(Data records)
-.-.-

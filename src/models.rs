//! Domain types for trainer sessions and daily attendance

use chrono::{DateTime, NaiveDate, Utc};
use serde::{Deserialize, Serialize};

/// Session state; `Closed` is terminal
#[derive(Debug, Clone, Copy, PartialEq, Eq, Serialize, Deserialize)]
#[serde(rename_all = "lowercase")]
pub enum SessionStatus {
    Open,
    Closed,
}

impl SessionStatus {
    pub fn as_str(&self) -> &'static str {
        match self {
            SessionStatus::Open => "open",
            SessionStatus::Closed => "closed",
        }
    }

    pub fn parse(s: &str) -> Option<Self> {
        match s {
            "open" => Some(SessionStatus::Open),
            "closed" => Some(SessionStatus::Closed),
            _ => None,
        }
    }
}

/// Why a session was closed
#[derive(Debug, Clone, Copy, PartialEq, Eq, Serialize, Deserialize)]
#[serde(rename_all = "lowercase")]
pub enum CloseReason {
    /// Client called end
    Ended,
    /// A late heartbeat found the session stale
    Expired,
    /// The background sweep found the session stale
    Swept,
}

impl CloseReason {
    pub fn as_str(&self) -> &'static str {
        match self {
            CloseReason::Ended => "ended",
            CloseReason::Expired => "expired",
            CloseReason::Swept => "swept",
        }
    }

    pub fn parse(s: &str) -> Option<Self> {
        match s {
            "ended" => Some(CloseReason::Ended),
            "expired" => Some(CloseReason::Expired),
            "swept" => Some(CloseReason::Swept),
            _ => None,
        }
    }
}

#[derive(Debug, Clone, PartialEq, Serialize, Deserialize)]
#[serde(rename_all = "camelCase")]
pub struct TrainerSession {
    pub id: String,
    pub trainer_id: String,
    pub start_time: DateTime<Utc>,
    pub last_heartbeat_at: DateTime<Utc>,
    pub end_time: Option<DateTime<Utc>>,
    pub status: SessionStatus,
    pub close_reason: Option<CloseReason>,
    pub created_at: DateTime<Utc>,
    pub updated_at: DateTime<Utc>,
}

impl TrainerSession {
    pub fn is_open(&self) -> bool {
        self.status == SessionStatus::Open
    }

    /// Time since the last heartbeat, as seen at `now`
    pub fn idle_for(&self, now: DateTime<Utc>) -> chrono::Duration {
        now - self.last_heartbeat_at
    }

    /// Wall-clock length of a closed session; zero while open
    pub fn duration_ms(&self) -> i64 {
        self.end_time
            .map(|end| (end - self.start_time).num_milliseconds().max(0))
            .unwrap_or(0)
    }
}

/// Daily attendance verdict
#[derive(Debug, Clone, Copy, PartialEq, Eq, Serialize, Deserialize)]
pub enum AttendanceStatus {
    Present,
    #[serde(rename = "Half Day")]
    HalfDay,
    Absent,
}

impl AttendanceStatus {
    pub fn as_str(&self) -> &'static str {
        match self {
            AttendanceStatus::Present => "Present",
            AttendanceStatus::HalfDay => "Half Day",
            AttendanceStatus::Absent => "Absent",
        }
    }

    pub fn parse(s: &str) -> Option<Self> {
        match s {
            "Present" => Some(AttendanceStatus::Present),
            "Half Day" => Some(AttendanceStatus::HalfDay),
            "Absent" => Some(AttendanceStatus::Absent),
            _ => None,
        }
    }
}

#[derive(Debug, Clone, PartialEq, Serialize, Deserialize)]
#[serde(rename_all = "camelCase")]
pub struct TrainerAttendance {
    pub id: String,
    pub trainer_id: String,
    pub date: NaiveDate,
    pub total_duration_ms: i64,
    pub status: AttendanceStatus,
    pub session_ids: Vec<String>,
    pub created_at: DateTime<Utc>,
    pub updated_at: DateTime<Utc>,
}

#[cfg(test)]
mod tests {
    use super::*;
    use chrono::TimeZone;

    #[test]
    fn test_status_round_trip_strings() {
        for status in [AttendanceStatus::Present, AttendanceStatus::HalfDay, AttendanceStatus::Absent] {
            assert_eq!(AttendanceStatus::parse(status.as_str()), Some(status));
        }
        assert_eq!(
            serde_json::to_string(&AttendanceStatus::HalfDay).unwrap(),
            "\"Half Day\""
        );
        assert_eq!(SessionStatus::parse("bogus"), None);
    }

    #[test]
    fn test_session_serializes_camel_case() {
        let t = Utc.with_ymd_and_hms(2024, 3, 1, 9, 0, 0).unwrap();
        let session = TrainerSession {
            id: "s1".into(),
            trainer_id: "t1".into(),
            start_time: t,
            last_heartbeat_at: t,
            end_time: None,
            status: SessionStatus::Open,
            close_reason: None,
            created_at: t,
            updated_at: t,
        };
        let json = serde_json::to_value(&session).unwrap();
        assert_eq!(json["trainerId"], "t1");
        assert_eq!(json["status"], "open");
        assert!(json["endTime"].is_null());
        assert_eq!(session.duration_ms(), 0);
    }
}
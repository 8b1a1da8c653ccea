//! Periodic background task scheduler
//!
//! Manages background tasks that run at configurable intervals:
//! - **Stale sweep**: close open sessions that stopped sending heartbeats
//! - **Day finalization**: re-aggregate yesterday and today for all trainers
//!
//! Each task runs in its own tokio::spawn with an independent interval timer.
//! Tasks are staggered so they don't hit the database at the same moment.

pub mod tasks;

use crate::config::Config;
use crate::lifecycle::SessionController;
use std::time::Duration;
use tokio::task::JoinHandle;

/// Result of a single scheduler task execution
pub struct TaskResult {
    pub task_name: String,
    pub items_processed: usize,
    pub items_affected: usize,
    pub errors: usize,
    pub detail: String,
}

/// Registered periodic tasks
#[derive(Clone, Copy, Debug, PartialEq, Eq)]
enum ScheduledTask {
    StaleSweep,
    DayFinalize,
}

impl ScheduledTask {
    fn name(&self) -> &'static str {
        match self {
            ScheduledTask::StaleSweep => "stale_sweep",
            ScheduledTask::DayFinalize => "day_finalize",
        }
    }

    fn is_enabled(&self, config: &Config) -> bool {
        match self {
            ScheduledTask::StaleSweep => config.sweep.enabled,
            ScheduledTask::DayFinalize => config.sweep.finalize_enabled,
        }
    }

    fn interval(&self, config: &Config) -> Duration {
        match self {
            ScheduledTask::StaleSweep => config.sweep_interval(),
            ScheduledTask::DayFinalize => config.finalize_interval(),
        }
    }

    async fn execute(&self, controller: &SessionController) -> TaskResult {
        match self {
            ScheduledTask::StaleSweep => tasks::stale_sweep::execute(controller).await,
            ScheduledTask::DayFinalize => tasks::day_finalize::execute(controller).await,
        }
    }
}

/// Start all enabled periodic tasks.
///
/// Returns the spawned task handles; dropping them leaves the tasks running.
pub fn start_scheduler(config: &Config, controller: SessionController) -> Vec<JoinHandle<()>> {
    let all_tasks = [ScheduledTask::StaleSweep, ScheduledTask::DayFinalize];
    let mut handles = Vec::new();

    for (idx, task) in all_tasks.into_iter().enumerate() {
        if !task.is_enabled(config) {
            tracing::info!("Scheduler: task '{}' is disabled", task.name());
            continue;
        }

        let interval = task.interval(config);
        tracing::info!(
            "Scheduler: starting task '{}' (every {}s)",
            task.name(),
            interval.as_secs()
        );

        let controller = controller.clone();
        let stagger = Duration::from_secs(idx as u64 * 5);

        handles.push(tokio::spawn(async move {
            tokio::time::sleep(stagger).await;

            let mut ticker = tokio::time::interval(interval);
            ticker.set_missed_tick_behavior(tokio::time::MissedTickBehavior::Delay);

            // Skip the first immediate tick (tasks run after the interval, not immediately)
            ticker.tick().await;

            loop {
                ticker.tick().await;
                tracing::debug!("Scheduler: running task '{}'", task.name());

                let result = task.execute(&controller).await;

                if result.errors > 0 {
                    tracing::warn!(
                        "Scheduler: task '{}' completed with {} errors: {}",
                        result.task_name,
                        result.errors,
                        result.detail
                    );
                } else if result.items_affected > 0 {
                    tracing::info!(
                        "Scheduler: task '{}' completed: {} ({} examined)",
                        result.task_name,
                        result.detail,
                        result.items_processed
                    );
                } else {
                    tracing::debug!("Scheduler: task '{}' completed (no changes)", task.name());
                }
            }
        }));
    }

    handles
}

-.-.-

ACTIVITY: Before answering, count every line of the data that holds the word "errors"; the reply is that number only.

OUTPUT OF THE TASK: 4